Honestly, I've never read VICE comments. But if it follows the pattern I've been seeing elsewhere on the Internet, when VICE's comment section was a liberal trollfest, it was okay, but when the conservatives started winning, it had to be shut down. Then of course the editors blame trolling, which was always pervasive.
The problem is that we, the elite; we, the establishment; we, the intelligentsia, have got to maintain credibility with people who dislike us. What we haven't got available to us that the Silvio Berlusconi's of the world can use is clientelism, the ability to make people like you by offering them things you can't actually give them. I can't tell you how many times I've criticized liberals who respond "But conservatives [...]!".
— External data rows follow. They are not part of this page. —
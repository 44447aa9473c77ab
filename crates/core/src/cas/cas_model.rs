//! CAS domain models.

use chrono::{DateTime, Utc};
use rust_decimal::Decimal;
use serde::{Deserialize, Serialize};

/// Ingestion status of a client's CAS record.
#[derive(Debug, Clone, Copy, PartialEq, Eq, Hash, Serialize, Deserialize, Default)]
#[serde(rename_all = "snake_case")]
pub enum CasStatus {
    #[default]
    NotUploaded,
    Uploaded,
    Parsing,
    Parsed,
    Error,
}

impl CasStatus {
    pub fn as_str(&self) -> &'static str {
        match self {
            CasStatus::NotUploaded => "not_uploaded",
            CasStatus::Uploaded => "uploaded",
            CasStatus::Parsing => "parsing",
            CasStatus::Parsed => "parsed",
            CasStatus::Error => "error",
        }
    }
}

impl std::fmt::Display for CasStatus {
    fn fmt(&self, f: &mut std::fmt::Formatter<'_>) -> std::fmt::Result {
        f.write_str(self.as_str())
    }
}

/// A password encrypted at rest. The plaintext is never persisted.
#[derive(Clone, PartialEq, Eq, Serialize, Deserialize)]
#[serde(rename_all = "camelCase")]
pub struct EncryptedSecret {
    pub ciphertext_hex: String,
    pub iv_hex: String,
}

impl std::fmt::Debug for EncryptedSecret {
    fn fmt(&self, f: &mut std::fmt::Formatter<'_>) -> std::fmt::Result {
        f.debug_struct("EncryptedSecret")
            .field("iv_hex", &self.iv_hex)
            .finish_non_exhaustive()
    }
}

/// The staged CAS document. Replaced as a whole on every upload.
#[derive(Debug, Clone, PartialEq, Serialize, Deserialize)]
#[serde(rename_all = "camelCase")]
pub struct CasFile {
    pub name: String,
    pub storage_path: String,
    pub size: u64,
    pub uploaded_at: DateTime<Utc>,
    #[serde(default, skip_serializing_if = "Option::is_none")]
    pub encrypted_password: Option<EncryptedSecret>,
}

/// Per-client CAS ingestion record, embedded in the client aggregate.
///
/// Fields are only changed through the transitions in `cas_state_machine`.
#[derive(Debug, Clone, PartialEq, Default, Serialize, Deserialize)]
#[serde(rename_all = "camelCase")]
pub struct CasRecord {
    pub(crate) status: CasStatus,
    #[serde(default)]
    pub(crate) file: Option<CasFile>,
    #[serde(default)]
    pub(crate) parse_error: Option<String>,
    #[serde(default)]
    pub(crate) last_parsed_at: Option<DateTime<Utc>>,
    #[serde(default)]
    pub(crate) parsed_data: Option<PortfolioSnapshot>,
}

impl CasRecord {
    pub fn new() -> Self {
        Self::default()
    }

    pub fn status(&self) -> CasStatus {
        self.status
    }

    pub fn file(&self) -> Option<&CasFile> {
        self.file.as_ref()
    }

    pub fn parse_error(&self) -> Option<&str> {
        self.parse_error.as_deref()
    }

    pub fn last_parsed_at(&self) -> Option<DateTime<Utc>> {
        self.last_parsed_at
    }

    pub fn parsed_data(&self) -> Option<&PortfolioSnapshot> {
        self.parsed_data.as_ref()
    }

    pub fn file_meta(&self) -> Option<CasFileMeta> {
        self.file.as_ref().map(CasFileMeta::from)
    }

    pub fn status_view(&self) -> CasStatusView {
        CasStatusView {
            status: self.status,
            parse_error: self.parse_error.clone(),
            last_parsed_at: self.last_parsed_at,
            file_meta: self.file_meta(),
        }
    }

    pub fn data_view(&self) -> CasDataView {
        CasDataView {
            status: self.status_view(),
            parsed_data: self.parsed_data.clone(),
        }
    }
}

/// File metadata safe to return to callers (no storage path, no ciphertext).
#[derive(Debug, Clone, PartialEq, Serialize, Deserialize)]
#[serde(rename_all = "camelCase")]
pub struct CasFileMeta {
    pub name: String,
    pub size: u64,
    pub uploaded_at: DateTime<Utc>,
    pub password_protected: bool,
}

impl From<&CasFile> for CasFileMeta {
    fn from(file: &CasFile) -> Self {
        Self {
            name: file.name.clone(),
            size: file.size,
            uploaded_at: file.uploaded_at,
            password_protected: file.encrypted_password.is_some(),
        }
    }
}

/// Lightweight view for listings and dashboards. Never includes parsed data.
#[derive(Debug, Clone, PartialEq, Serialize, Deserialize)]
#[serde(rename_all = "camelCase")]
pub struct CasStatusView {
    pub status: CasStatus,
    pub parse_error: Option<String>,
    pub last_parsed_at: Option<DateTime<Utc>>,
    pub file_meta: Option<CasFileMeta>,
}

/// Full view of the record including the parsed snapshot.
///
/// `parsed_data` may be left over from an earlier successful parse while the
/// status is `Error`; only `status` says whether it is current.
#[derive(Debug, Clone, PartialEq, Serialize, Deserialize)]
#[serde(rename_all = "camelCase")]
pub struct CasDataView {
    #[serde(flatten)]
    pub status: CasStatusView,
    pub parsed_data: Option<PortfolioSnapshot>,
}

/// Input for a CAS upload.
#[derive(Clone)]
pub struct CasUpload {
    pub client_id: String,
    pub file_name: String,
    pub content_type: Option<String>,
    pub bytes: Vec<u8>,
    pub password: Option<String>,
}

impl std::fmt::Debug for CasUpload {
    fn fmt(&self, f: &mut std::fmt::Formatter<'_>) -> std::fmt::Result {
        f.debug_struct("CasUpload")
            .field("client_id", &self.client_id)
            .field("file_name", &self.file_name)
            .field("content_type", &self.content_type)
            .field("size", &self.bytes.len())
            .field("has_password", &self.password.is_some())
            .finish()
    }
}

/// Statement family the snapshot was extracted from.
#[derive(Debug, Clone, Copy, PartialEq, Eq, Serialize, Deserialize, Default)]
#[serde(rename_all = "SCREAMING_SNAKE_CASE")]
pub enum CasFormat {
    Nsdl,
    Cdsl,
    Cams,
    Kfintech,
    #[default]
    #[serde(other)]
    Unknown,
}

/// Structured holdings extracted from a CAS document.
#[derive(Debug, Clone, PartialEq, Serialize, Deserialize)]
#[serde(rename_all = "camelCase")]
pub struct PortfolioSnapshot {
    pub investor: InvestorInfo,
    #[serde(default)]
    pub demat_accounts: Vec<DematAccount>,
    #[serde(default)]
    pub mutual_funds: Vec<MutualFundHolding>,
    pub summary: SnapshotSummary,
    #[serde(default)]
    pub format: CasFormat,
}

#[derive(Debug, Clone, PartialEq, Serialize, Deserialize)]
#[serde(rename_all = "camelCase")]
pub struct InvestorInfo {
    pub name: String,
    #[serde(default)]
    pub identity_number: Option<String>,
    #[serde(default)]
    pub email: Option<String>,
    #[serde(default)]
    pub mobile: Option<String>,
    #[serde(default)]
    pub address: Option<String>,
}

#[derive(Debug, Clone, PartialEq, Serialize, Deserialize)]
#[serde(rename_all = "camelCase")]
pub struct DematAccount {
    /// Depository holding the account, e.g. `NSDL` or `CDSL`.
    pub depository: String,
    pub dp_id: String,
    pub client_id: String,
    #[serde(default)]
    pub name: Option<String>,
    pub value: Decimal,
    #[serde(default)]
    pub holdings: Vec<DematHolding>,
}

#[derive(Debug, Clone, PartialEq, Serialize, Deserialize)]
#[serde(rename_all = "camelCase")]
pub struct DematHolding {
    pub isin: String,
    pub name: String,
    pub units: Decimal,
    pub value: Decimal,
}

#[derive(Debug, Clone, PartialEq, Serialize, Deserialize)]
#[serde(rename_all = "camelCase")]
pub struct MutualFundHolding {
    pub folio: String,
    pub amc: String,
    pub scheme: String,
    #[serde(default)]
    pub isin: Option<String>,
    pub units: Decimal,
    pub nav: Decimal,
    pub value: Decimal,
}

#[derive(Debug, Clone, PartialEq, Serialize, Deserialize)]
#[serde(rename_all = "camelCase")]
pub struct SnapshotSummary {
    pub total_value: Decimal,
    #[serde(default)]
    pub demat_value: Decimal,
    #[serde(default)]
    pub mutual_fund_value: Decimal,
    #[serde(default)]
    pub account_count: u32,
}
We're supposed to be better than them. That's the whole point.
The main complaint listed by Vice in the article was that the comments section inevitably led to low quality debate, and commenters frequently had to be banned for posting racist, sexist comments, and/or releasing private information about Vice's writers or other people in the comment section. Those seem like perfectly valid reasons to shut it down, and seem orthogonal to "conservatives started winning," however you want to define that.
Create a subreddit for a news site, and each new article on the news site automatically gets a new post on the subreddit. Embed the relevant post on the news site.
Since "karma" is transitive across Reddit and across news sites, users are slightly less likely to troll. You could also do this with some sort of reputation system across websites (Disqus could add in something like that).
The big problem with news sites is that the communities aren't big enough that there are any negative correlations associated with being a dick. Even facebook runs into this problem because there isn't any way to "punish" someone for a rude comment. Transitive, persistent reputation is key to solving this issue (at least in my very non-expert opinion). Reddit helps, with comment karma and post karma... but it obviously isn't perfect.